21. All the rules of procedure are the handmaid of justice as held in Kailash V. Nanku AIR 2005 SC 2441. In the State of Punjab and another V. Shamala Murari and another, (1976) 1 SCC 719, Apex Court approved in no unmistakable terms the approach of moderating into wholesome directions what is regarded as mandatory on the principle that Procedural law is not to be a tyrant but a servant, not an obstruction but an aid to justice. Procedural prescriptions are the handmaid and not the mistress, a lubricant, not a resistant in the administration of justice. In Ghanshyam Dass and others V. Dominion of India and others (1984) 3 SCC 46, the Court reiterated the need for interpreting a part of the adjective law dealing with procedure alone in such a manner as to subserve and advance the cause of justice rather than to defeat it as all the laws of procedure are based on this principle. It is settled principles of law that the courts when called upon to interpret the nature of the provision, may keeping in view the entire context in which the provision came to be enacted, hold the same to be directory though worded in the negative form.

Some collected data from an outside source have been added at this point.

// Configuration management for the meshlight CLI
//
// Cross-platform config stored in:
// - macOS: ~/Library/Application Support/meshlight/config.json
// - Linux: ~/.config/meshlight/config.json
// - Windows: %APPDATA%\meshlight\config.json

use anyhow::{Context, Result};
use meshlight_core::address::{is_unicast, parse_mesh_address};
use meshlight_core::{CompletionPolicy, HardwareAddress, MeshConfig};
use serde::{Deserialize, Serialize};
use std::path::{Path, PathBuf};

#[derive(Debug, Clone, Serialize, Deserialize)]
pub struct Config {
    /// Mesh session settings handed to the core
    pub mesh: MeshConfig,

    /// Sequence state directory; defaults to the data directory
    #[serde(default)]
    pub storage_path: Option<String>,

    /// Adapter settings for BLE mode
    #[serde(default)]
    pub ble: BleConfig,
}

#[derive(Debug, Clone, Serialize, Deserialize)]
pub struct BleConfig {
    /// Transfer size assumed for proxy links
    pub transfer_size: usize,

    /// Only report advertisements carrying mesh services
    pub mesh_only: bool,
}

impl Default for Config {
    fn default() -> Self {
        Self {
            mesh: MeshConfig {
                identity: Some(0x0001),
                ..MeshConfig::default()
            },
            storage_path: None,
            ble: BleConfig::default(),
        }
    }
}

impl Default for BleConfig {
    fn default() -> Self {
        Self {
            transfer_size: 23,
            mesh_only: true,
        }
    }
}

impl Config {
    /// Get the config directory path (cross-platform)
    pub fn config_dir() -> Result<PathBuf> {
        let config_dir = dirs::config_dir()
            .context("Failed to determine config directory")?
            .join("meshlight");

        std::fs::create_dir_all(&config_dir).context("Failed to create config directory")?;

        Ok(config_dir)
    }

    /// Get the data directory path (cross-platform)
    pub fn data_dir() -> Result<PathBuf> {
        let data_dir = dirs::data_local_dir()
            .context("Failed to determine data directory")?
            .join("meshlight");

        std::fs::create_dir_all(&data_dir).context("Failed to create data directory")?;

        Ok(data_dir)
    }

    /// Default config file path
    pub fn config_file() -> Result<PathBuf> {
        Ok(Self::config_dir()?.join("config.json"))
    }

    /// Where sequence state lives
    pub fn storage_dir(&self) -> Result<PathBuf> {
        match &self.storage_path {
            Some(path) => Ok(PathBuf::from(path)),
            None => Ok(Self::data_dir()?.join("sequence")),
        }
    }

    /// Load config from `path`, or create the default file if it does not exist
    pub fn load(path: &Path) -> Result<Self> {
        if path.exists() {
            let contents = std::fs::read_to_string(path)
                .with_context(|| format!("Failed to read config file {}", path.display()))?;
            let config: Config =
                serde_json::from_str(&contents).context("Failed to parse config file")?;
            Ok(config)
        } else {
            let config = Config::default();
            config.save(path)?;
            Ok(config)
        }
    }

    /// Save config to `path`
    pub fn save(&self, path: &Path) -> Result<()> {
        if let Some(parent) = path.parent() {
            std::fs::create_dir_all(parent).context("Failed to create config directory")?;
        }
        let contents = serde_json::to_string_pretty(self).context("Failed to serialize config")?;
        std::fs::write(path, contents).context("Failed to write config file")?;
        Ok(())
    }

    /// Set a config value
    pub fn set(&mut self, key: &str, value: &str) -> Result<()> {
        let mesh = &mut self.mesh;
        match key {
            "identity" => {
                let identity = parse_mesh_address(value).context("Invalid unicast address")?;
                if !is_unicast(identity) {
                    anyhow::bail!("0x{:04X} is not a unicast address", identity);
                }
                mesh.identity = Some(identity);
            }
            "network_id" => mesh.network_id = value.to_string(),
            "net_key" => mesh.keys.net_key = optional(value),
            "app_key" => mesh.keys.app_key = optional(value),
            "iv_index" => {
                mesh.keys.iv_index = value.parse().context("Invalid IV index")?;
            }
            "preferred_proxy" => {
                mesh.preferred_proxy = match optional(value) {
                    Some(value) => Some(
                        value
                            .parse::<HardwareAddress>()
                            .context("Invalid hardware address")?,
                    ),
                    None => None,
                };
            }
            "groups" => {
                mesh.groups = value
                    .split(',')
                    .map(str::trim)
                    .filter(|g| !g.is_empty())
                    .map(|g| parse_mesh_address(g).with_context(|| format!("Invalid group {}", g)))
                    .collect::<Result<_>>()?;
            }
            "storage_path" => self.storage_path = optional(value),
            "transfer_size" => {
                self.ble.transfer_size = value.parse().context("Invalid number")?;
            }
            "mesh_only" => {
                self.ble.mesh_only = value.parse().context("Invalid boolean value")?;
            }
            "connect_timeout_ms" => {
                mesh.proxy.connect_timeout_ms = value.parse().context("Invalid number")?;
            }
            "discovery_budget_ms" => {
                mesh.discovery.budget_ms = value.parse().context("Invalid number")?;
            }
            "trigger_timeout_ms" => {
                mesh.trigger.timeout_ms = value.parse().context("Invalid number")?;
            }
            "completion_policy" => {
                mesh.trigger.completion_policy = parse_policy(value)?;
            }
            _ => anyhow::bail!("Unknown config key: {}", key),
        }
        Ok(())
    }

    /// List all config values, keys redacted
    pub fn list(&self) -> Vec<(String, String)> {
        let mesh = &self.mesh;
        let redacted = |key: &Option<String>| match key {
            Some(_) => "(set)".to_string(),
            None => "(missing)".to_string(),
        };
        vec![
            (
                "identity".to_string(),
                mesh.identity
                    .map(|a| format!("0x{:04X}", a))
                    .unwrap_or_else(|| "(missing)".to_string()),
            ),
            ("network_id".to_string(), mesh.network_id.clone()),
            ("net_key".to_string(), redacted(&mesh.keys.net_key)),
            ("app_key".to_string(), redacted(&mesh.keys.app_key)),
            ("iv_index".to_string(), mesh.keys.iv_index.to_string()),
            (
                "preferred_proxy".to_string(),
                mesh.preferred_proxy
                    .map(|a| a.to_string())
                    .unwrap_or_else(|| "(auto)".to_string()),
            ),
            (
                "groups".to_string(),
                mesh.groups
                    .iter()
                    .map(|g| format!("0x{:04X}", g))
                    .collect::<Vec<_>>()
                    .join(","),
            ),
            (
                "storage_path".to_string(),
                self.storage_path
                    .clone()
                    .unwrap_or_else(|| "(auto)".to_string()),
            ),
            ("transfer_size".to_string(), self.ble.transfer_size.to_string()),
            ("mesh_only".to_string(), self.ble.mesh_only.to_string()),
            (
                "connect_timeout_ms".to_string(),
                mesh.proxy.connect_timeout_ms.to_string(),
            ),
            (
                "discovery_budget_ms".to_string(),
                mesh.discovery.budget_ms.to_string(),
            ),
            (
                "trigger_timeout_ms".to_string(),
                mesh.trigger.timeout_ms.to_string(),
            ),
            (
                "completion_policy".to_string(),
                policy_name(mesh.trigger.completion_policy).to_string(),
            ),
        ]
    }
}

fn optional(value: &str) -> Option<String> {
    let value = value.trim();
    if value.is_empty() {
        None
    } else {
        Some(value.to_string())
    }
}

pub fn parse_policy(value: &str) -> Result<CompletionPolicy> {
    match value {
        "any" | "any_status" => Ok(CompletionPolicy::AnyStatus),
        "on-then-off" | "on_then_off" => Ok(CompletionPolicy::OnThenOff),
        other => anyhow::bail!("Unknown completion policy: {}", other),
    }
}

pub fn policy_name(policy: CompletionPolicy) -> &'static str {
    match policy {
        CompletionPolicy::AnyStatus => "any",
        CompletionPolicy::OnThenOff => "on-then-off",
    }
}

#[cfg(test)]
mod tests {
    use super::*;

    #[test]
    fn test_default_config() {
        let config = Config::default();
        assert_eq!(config.mesh.identity, Some(0x0001));
        assert_eq!(config.ble.transfer_size, 23);
        assert!(config.storage_path.is_none());
    }

    #[test]
    fn test_config_roundtrip_on_disk() {
        let dir = tempfile::tempdir().unwrap();
        let path = dir.path().join("nested").join("config.json");

        let mut config = Config::load(&path).unwrap();
        assert!(path.exists());
        config.set("net_key", "00112233445566778899aabbccddeeff").unwrap();
        config.set("groups", "0xC001, C002").unwrap();
        config.save(&path).unwrap();

        let loaded = Config::load(&path).unwrap();
        assert_eq!(loaded.mesh.groups, vec![0xC001, 0xC002]);
        assert_eq!(
            loaded.mesh.keys.net_key.as_deref(),
            Some("00112233445566778899aabbccddeeff")
        );
    }

    #[test]
    fn test_set_rejects_bad_values() {
        let mut config = Config::default();
        assert!(config.set("identity", "0xC000").is_err());
        assert!(config.set("iv_index", "many").is_err());
        assert!(config.set("completion_policy", "sometimes").is_err());
        assert!(config.set("listen_port", "80").is_err());
    }

    #[test]
    fn test_list_redacts_keys() {
        let mut config = Config::default();
        config.set("app_key", "ffeeddccbbaa99887766554433221100").unwrap();
        let listed = config.list();
        let app_key = listed.iter().find(|(k, _)| k == "app_key").unwrap();
        assert_eq!(app_key.1, "(set)");
        assert!(!listed.iter().any(|(_, v)| v.contains("ffeedd")));
    }
}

22. Language employed in subordinate legislation alone most often is not decisive, but regard must be had to the extent, subject-matter and object of the statutory provision in question, in determining whether the same is in consonance with legislative mandate. No rule can be laid down as to whether mandatory enactments shall be considered directory only or obligatory with an implied nullification for disobedience to the statutory provision. It is the duty of Courts of Justice to try to get at the real intention of the Legislature by carefully attending to the whole scope of the statute to be considered. For ascertaining the real intention of the Legislature the court may consider inter alia, the nature and design of the statute, and the consequences which would follow from construing it the one way or the other; the impact of other provisions whereby the necessity of complying with the provisions in question is avoided; the circumstances, namely, that the statute provides for a contingency of the non-compliance with the provisions; the fact that the non-compliance with the provisions is or is not visited by some penalty; the serious or the trivial consequence, that flow therefrom; and above all, whether the object of the legislation will be defeated or furthered. Rule cannot be interpreted de hors the legislation and particularly in fiscal jurisprudence if Rule departs from legislative intent that may cause peril to public revenue.

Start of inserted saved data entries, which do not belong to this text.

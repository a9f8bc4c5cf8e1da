//! Proxy SAR property tests
//!
//! Any payload the reassembly limit allows must come back unchanged after
//! segmentation at any transfer size, and no frame may exceed that size.
//!
//! Run with: cargo test --test test_sar_roundtrip

use meshlight_core::proxy::{segment, ProxyPduType, Reassembler, SarError};
use proptest::prelude::*;

fn pdu_type() -> impl Strategy<Value = ProxyPduType> {
    prop_oneof![
        Just(ProxyPduType::Network),
        Just(ProxyPduType::MeshBeacon),
        Just(ProxyPduType::ProxyConfiguration),
        Just(ProxyPduType::Provisioning),
    ]
}

proptest! {
    #[test]
    fn test_segments_reassemble(
        payload in proptest::collection::vec(any::<u8>(), 0..1024),
        mtu in 5usize..=247,
        kind in pdu_type(),
    ) {
        let frames = segment(kind, &payload, mtu).expect("segment");
        prop_assert!(frames.iter().all(|f| f.len() <= mtu));
        if payload.len() <= mtu - 3 {
            prop_assert_eq!(frames.len(), 1);
        } else {
            prop_assert!(frames.len() >= 2);
        }

        let mut reassembler = Reassembler::new();
        let (last, rest) = frames.split_last().expect("at least one frame");
        for frame in rest {
            prop_assert_eq!(reassembler.push(frame).expect("push"), None);
            prop_assert!(reassembler.is_in_flight());
        }
        let pdu = reassembler.push(last).expect("push").expect("complete PDU");
        prop_assert_eq!(pdu.pdu_type, kind);
        prop_assert_eq!(pdu.payload, payload);
        prop_assert!(!reassembler.is_in_flight());
    }

    #[test]
    fn test_interrupted_pdu_is_replaced(
        first in proptest::collection::vec(any::<u8>(), 40..200),
        second in proptest::collection::vec(any::<u8>(), 0..200),
    ) {
        let mtu = 23;
        let abandoned = segment(ProxyPduType::Network, &first, mtu).expect("segment");
        let replacement = segment(ProxyPduType::Network, &second, mtu).expect("segment");

        // A new first/complete frame drops the partial PDU
        let mut reassembler = Reassembler::new();
        reassembler.push(&abandoned[0]).expect("push");
        let mut result = None;
        for frame in &replacement {
            result = reassembler.push(frame).expect("push");
        }
        prop_assert_eq!(result.expect("complete PDU").payload, second);
    }
}

#[test]
fn test_default_mtu_thresholds() {
    let fits = vec![0xAB; 20];
    assert_eq!(segment(ProxyPduType::Network, &fits, 23).expect("segment").len(), 1);

    let spills = vec![0xAB; 21];
    let frames = segment(ProxyPduType::Network, &spills, 23).expect("segment");
    assert_eq!(frames.len(), 2);
    assert_eq!(frames[0].len(), 20);
    assert_eq!(frames[0][0] >> 6, 0b01);
    assert_eq!(frames[1][0] >> 6, 0b11);
}

#[test]
fn test_stray_segment_is_rejected() {
    let frames = segment(ProxyPduType::Network, &[0x55; 60], 23).expect("segment");
    let mut reassembler = Reassembler::new();

    assert_eq!(
        reassembler.push(&frames[1]),
        Err(SarError::UnexpectedSegment(meshlight_core::proxy::SarMarker::Continuation))
    );
    assert_eq!(reassembler.push(&[]), Err(SarError::EmptyFrame));
    assert_eq!(
        segment(ProxyPduType::Network, &[0; 8], 4),
        Err(SarError::TransferSizeTooSmall(4))
    );
}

23. We find that as a part of the Budget proposal this year some amendments have been made. Notification No. 5/06-CE(NT) dated 14.03.06, issued under Rule 5 of the Cenvat Credit Rules, 2004, has been retrospectively amended as follows:-
(1) The words in relation to have been added in main condition (a) of the Notification.

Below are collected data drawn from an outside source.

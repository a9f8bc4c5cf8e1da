//! Proxy session integration tests
//!
//! Full core against the simulated mesh: connect, accept-list setup,
//! set/status round trips, triggers, link loss and reconnect.
//!
//! Run with: cargo test --test integration_proxy_session

use meshlight_core::message::Delivery;
use meshlight_core::simulator::{Scenario, ScenarioNode, SimulatedMesh};
use meshlight_core::transport::TransportKind;
use meshlight_core::{
    CompletionPolicy, CoreEvent, DiscoveryPhase, HardwareAddress, KeyMaterial, MeshConfig,
    MeshCore, TriggerOptions, TriggerOutcome,
};
use std::time::Duration;
use tokio::sync::broadcast;

fn keys() -> KeyMaterial {
    KeyMaterial::new([0x5A; 16], [0xA5; 16], 0)
}

fn hw(last: u8) -> HardwareAddress {
    HardwareAddress::new([0xD4, 0x12, 0x00, 0x00, 0x00, last])
}

fn lighting_scenario() -> Scenario {
    Scenario {
        nodes: vec![
            ScenarioNode::new(hw(0x10)).subscribed(&[0xC000]),
            ScenarioNode::new(hw(0x11)).subscribed(&[0xC000, 0xC001]),
            ScenarioNode::new(hw(0x12)).subscribed(&[0xC001]),
        ],
        ..Scenario::default()
    }
}

fn build(mesh: &SimulatedMesh) -> MeshCore {
    MeshCore::builder(MeshConfig::with_identity(0x0001, keys()))
        .simulated(mesh)
        .build()
        .expect("Failed to build core")
}

async fn wait_for_status(events: &mut broadcast::Receiver<CoreEvent>, source: u16) -> bool {
    let wait = async {
        loop {
            match events.recv().await {
                Ok(CoreEvent::Status(status)) if status.source == source => return status.state,
                Ok(_) => {}
                Err(broadcast::error::RecvError::Lagged(_)) => {}
                Err(broadcast::error::RecvError::Closed) => panic!("event channel closed"),
            }
        }
    };
    tokio::time::timeout(Duration::from_secs(2), wait)
        .await
        .expect("No status in time")
}

#[tokio::test(start_paused = true)]
async fn test_startup_discovery_connects_and_filters() {
    let mesh = SimulatedMesh::new(lighting_scenario(), &keys()).expect("mesh");
    let core = build(&mesh);

    let report = core
        .run_startup_discovery(Some(Duration::from_secs(20)))
        .await
        .expect("discovery");

    assert_eq!(report.phase, DiscoveryPhase::Done);
    assert!(!report.deadline_hit);
    assert_eq!(report.devices_found, 3);
    assert_eq!(report.proxy, Some(hw(0x10)));
    assert!(core.session().is_ready());
    assert!(core.discovery_completed());

    // Identity, default group and every group from the database
    assert_eq!(mesh.accept_list(), vec![0x0001, 0xC000, 0xC001]);
    assert!(core.filter().is_configured().await);
    assert_eq!(mesh.connect_attempts(), 1);
}

#[tokio::test(start_paused = true)]
async fn test_set_state_round_trip() {
    let mesh = SimulatedMesh::new(lighting_scenario(), &keys()).expect("mesh");
    let core = build(&mesh);
    core.run_startup_discovery(None).await.expect("discovery");

    let mut events = core.subscribe();
    let delivery = core.set_state(0x0012, true, None).await.expect("set");
    assert_eq!(delivery, Delivery::Sent(TransportKind::Proxy));

    assert!(wait_for_status(&mut events, 0x0012).await);
    assert_eq!(mesh.node_state(0x0012), Some(true));

    tokio::time::sleep(Duration::from_millis(50)).await;
    let device = core.registry().device(0x0012).expect("device");
    assert_eq!(device.state, Some(true));
    assert_eq!(core.router().pending_count(), 0);
}

#[tokio::test(start_paused = true)]
async fn test_group_set_is_unacknowledged_by_default() {
    let mesh = SimulatedMesh::new(lighting_scenario(), &keys()).expect("mesh");
    let core = build(&mesh);
    core.run_startup_discovery(None).await.expect("discovery");

    let before = mesh.client_pdus();
    let delivery = core.set_state(0xC001, true, None).await.expect("set");
    assert!(delivery.is_sent());
    tokio::time::sleep(Duration::from_millis(200)).await;

    assert_eq!(mesh.client_pdus(), before + 1);
    assert_eq!(mesh.node_state(0x0011), Some(true));
    assert_eq!(mesh.node_state(0x0012), Some(true));
    assert_eq!(mesh.node_state(0x0010), Some(false));
    assert_eq!(core.router().pending_count(), 0);
}

#[tokio::test(start_paused = true)]
async fn test_link_loss_then_reconnect_on_send() {
    let mesh = SimulatedMesh::new(lighting_scenario(), &keys()).expect("mesh");
    let core = build(&mesh);
    core.run_startup_discovery(None).await.expect("discovery");
    let mut events = core.subscribe();

    mesh.drop_link("supervision timeout");
    let lost = tokio::time::timeout(Duration::from_secs(1), async {
        loop {
            if let Ok(CoreEvent::ProxyFailed { reason }) = events.recv().await {
                return reason;
            }
        }
    })
    .await
    .expect("No link loss event");
    assert_eq!(lost, "supervision timeout");
    assert!(!core.session().is_ready());
    assert!(!core.filter().is_configured().await);

    let delivery = core.set_state(0x0010, true, None).await.expect("set");
    assert_eq!(delivery, Delivery::Sent(TransportKind::Proxy));
    assert_eq!(mesh.connect_attempts(), 2);
    assert!(mesh.accept_list().contains(&0x0001));
    assert!(wait_for_status(&mut events, 0x0010).await);
}

#[tokio::test(start_paused = true)]
async fn test_refused_connects_are_retried() {
    let mut scenario = lighting_scenario();
    scenario.refuse_connects = 2;
    let mesh = SimulatedMesh::new(scenario, &keys()).expect("mesh");
    let core = build(&mesh);

    let report = core.run_startup_discovery(None).await.expect("discovery");
    assert_eq!(report.proxy, Some(hw(0x10)));
    assert_eq!(mesh.connect_attempts(), 3);
    assert!(core.session().is_ready());
}

#[tokio::test(start_paused = true)]
async fn test_proxy_echo_is_not_reported() {
    let mesh = SimulatedMesh::new(lighting_scenario(), &keys()).expect("mesh");
    mesh.set_echo(true);
    let core = build(&mesh);
    core.run_startup_discovery(None).await.expect("discovery");

    let mut events = core.subscribe();
    core.get_state(0x0010).await.expect("get");
    let state = wait_for_status(&mut events, 0x0010).await;
    assert!(!state);

    tokio::time::sleep(Duration::from_millis(500)).await;
    while let Ok(event) = events.try_recv() {
        if let CoreEvent::Status(status) = event {
            assert_ne!(status.source, 0x0001, "own traffic surfaced as a status");
        }
    }
}

#[tokio::test(start_paused = true)]
async fn test_shutdown_flushes_and_disconnects() {
    let mesh = SimulatedMesh::new(lighting_scenario(), &keys()).expect("mesh");
    let core = build(&mesh);
    core.run_startup_discovery(None).await.expect("discovery");
    core.set_state(0x0010, true, None).await.expect("set");

    core.shutdown().await.expect("shutdown");
    assert!(!core.session().is_ready());
    assert_eq!(core.sequence().persisted(), core.sequence().current());
    tokio::time::sleep(Duration::from_millis(10)).await;
    assert_eq!(mesh.connected_proxy(), None);
}

fn momentary_scenario() -> Scenario {
    let switch = |last: u8, groups: &[u16]| {
        let mut node = ScenarioNode::new(hw(last)).subscribed(groups);
        node.momentary_ms = Some(500);
        node
    };
    Scenario {
        nodes: vec![
            switch(0x10, &[0xC000]),
            switch(0x11, &[0xC000]),
            ScenarioNode::new(hw(0x12)).subscribed(&[0xC001]),
        ],
        ..Scenario::default()
    }
}

#[tokio::test(start_paused = true)]
async fn test_trigger_waits_for_momentary_release() {
    let mesh = SimulatedMesh::new(momentary_scenario(), &keys()).expect("mesh");
    let core = build(&mesh);
    core.run_startup_discovery(None).await.expect("discovery");

    let options = TriggerOptions {
        timeout: None,
        policy: Some(CompletionPolicy::OnThenOff),
    };
    let outcome = core.trigger(0x0010, true, options).await.expect("trigger");
    assert_eq!(outcome, TriggerOutcome::Success { responders: 1 });
    assert_eq!(mesh.node_state(0x0010), Some(false));
}

#[tokio::test(start_paused = true)]
async fn test_group_trigger_counts_confirmed_members() {
    let mesh = SimulatedMesh::new(momentary_scenario(), &keys()).expect("mesh");
    let core = build(&mesh);
    core.run_startup_discovery(None).await.expect("discovery");
    assert_eq!(core.registry().confirmed_members(0xC000), vec![0x0010, 0x0011]);

    // Group sets are unacknowledged; only the self-release statuses come back
    let outcome = core
        .trigger(0xC000, true, TriggerOptions::default())
        .await
        .expect("trigger");
    assert_eq!(outcome, TriggerOutcome::Success { responders: 2 });
}

#[tokio::test(start_paused = true)]
async fn test_newer_trigger_supersedes_older() {
    let mesh = SimulatedMesh::new(momentary_scenario(), &keys()).expect("mesh");
    let core = build(&mesh);
    core.run_startup_discovery(None).await.expect("discovery");

    let (older, newer) = tokio::join!(
        core.trigger(0xC001, true, TriggerOptions::default()),
        async {
            tokio::time::sleep(Duration::from_millis(100)).await;
            core.trigger(0x0012, false, TriggerOptions::default()).await
        }
    );
    assert_eq!(
        older.expect("older trigger"),
        TriggerOutcome::Partial {
            responders: 0,
            expected: 1,
        }
    );
    assert_eq!(
        newer.expect("newer trigger"),
        TriggerOutcome::Success { responders: 1 }
    );
    assert_eq!(mesh.node_state(0x0012), Some(false));
}

#[tokio::test(start_paused = true)]
async fn test_trigger_aborts_on_link_loss() {
    let mesh = SimulatedMesh::new(momentary_scenario(), &keys()).expect("mesh");
    let core = build(&mesh);
    core.run_startup_discovery(None).await.expect("discovery");

    let started = tokio::time::Instant::now();
    let (outcome, _) = tokio::join!(
        core.trigger(0xC001, true, TriggerOptions::default()),
        async {
            tokio::time::sleep(Duration::from_millis(300)).await;
            mesh.drop_link("peer went away");
        }
    );
    assert_eq!(
        outcome.expect("trigger"),
        TriggerOutcome::Partial {
            responders: 0,
            expected: 1,
        }
    );
    assert!(started.elapsed() < Duration::from_secs(1));
}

(2) The word in contained in main condition (b) of the said Notification has been replaced with for.
(3) The illustration given in condition 5 of the Appendix to the Notification has been deleted.
We, however, find that neither the Act, nor the Rules have been retrospectively amended.
24. Some prospective amendments have also been made to the said Notification No. 5/06-CE(NT) dated 14.3.06, requiring certification of details relating to refund claim including certification by a Chartered Accountant.
25. These changes, do not alter the fact that the expression used in the Finance Act, 1994, speaks of services consumed for providing a taxable service and the expressions used in the Cenvat Credit Rules, 2004 and in the Notification issued there under are different. The Rules and Notifications issued under the enabling power under the Act cannot expand the mandate given under the enactment and cannot make provision for allowing credit in excess of what is stipulated under the law. The rule making authority can frame rules covering a lesser area than what it is empowered to do but cannot go beyond the limits provided under the statute and make rules covering a greater area.
26. While we fully appreciate and support the idea that the refunds in respect of unutilized and accumulated credit should be sanctioned to the exporters as expeditiously as possible, without any delay, no refund can be granted under the rules and the notifications in respect of services other than the services consumed for providing output service in view of the express language used in the statute. The Boards Circular dated 19.01.10 cited before us does not have the effect of amending the statute and cannot be seen as authorizing sanction of refund if the credit of service tax does not relate to services consumed for providing the output service. The officials sanctioning refund have to therefore necessarily examine if the credit relates to services consumed for providing the output service in view of the statutory provision unless the statute is amended.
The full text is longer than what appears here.